BEGIN Dataset

use std::sync::Arc;

use crate::error::AppError;
use domain::playlist::{PlaylistKind, PlaylistRepository};
use domain::value::{SongId, UserId};

/// recently_played 列表的默认容量上限
pub const DEFAULT_RECENT_LIMIT: usize = 50;

/// 播放记录命令
#[derive(Debug)]
pub struct RecordPlayCmd {
    pub user_id: i64,
    pub song_id: i64,
    pub duration_secs: i64,
    /// None 使用 [`DEFAULT_RECENT_LIMIT`]
    pub max_size: Option<usize>,
}

/// 最近播放应用服务
///
/// 维护每用户有界的 recently_played 列表：移到队首、按上限截断、
/// 总时长按保留条目重算。单聚合操作，无需补偿。
pub struct RecencyService {
    playlist_repo: Arc<dyn PlaylistRepository>,
}

impl RecencyService {
    pub fn new(playlist_repo: Arc<dyn PlaylistRepository>) -> Self {
        Self { playlist_repo }
    }

    /// 记录一次播放
    ///
    /// recently_played 列表必须已在注册时创建，不存在视为 NotFound。
    pub async fn record_play(&self, cmd: RecordPlayCmd) -> Result<(), AppError> {
        let user_id = UserId::from(cmd.user_id);
        let playlist = self
            .playlist_repo
            .find_by_owner_and_kind(&user_id, &PlaylistKind::RecentlyPlayed)
            .await?
            .ok_or_else(|| {
                AppError::AggregateNotFound(
                    "Playlist".to_string(),
                    format!("recently_played playlist of user {} not found", user_id),
                )
            })?;

        let max_size = cmd.max_size.unwrap_or(DEFAULT_RECENT_LIMIT);
        self.playlist_repo
            .move_to_front_bounded(
                &playlist.id,
                &SongId::from(cmd.song_id),
                cmd.duration_secs,
                max_size,
            )
            .await?;
        Ok(())
    }
}
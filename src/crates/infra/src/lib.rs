pub mod repository;

pub mod id_generator;
pub use id_generator::SnowflakeIdGenerator;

END Dataset

§ **What you have to do**
In the entries, find every line holding "AppError" and copy it.

§ **Response to this task**
use crate::error::AppError;
    pub async fn record_play(&self, cmd: RecordPlayCmd) -> Result<(), AppError> {
                AppError::AggregateNotFound(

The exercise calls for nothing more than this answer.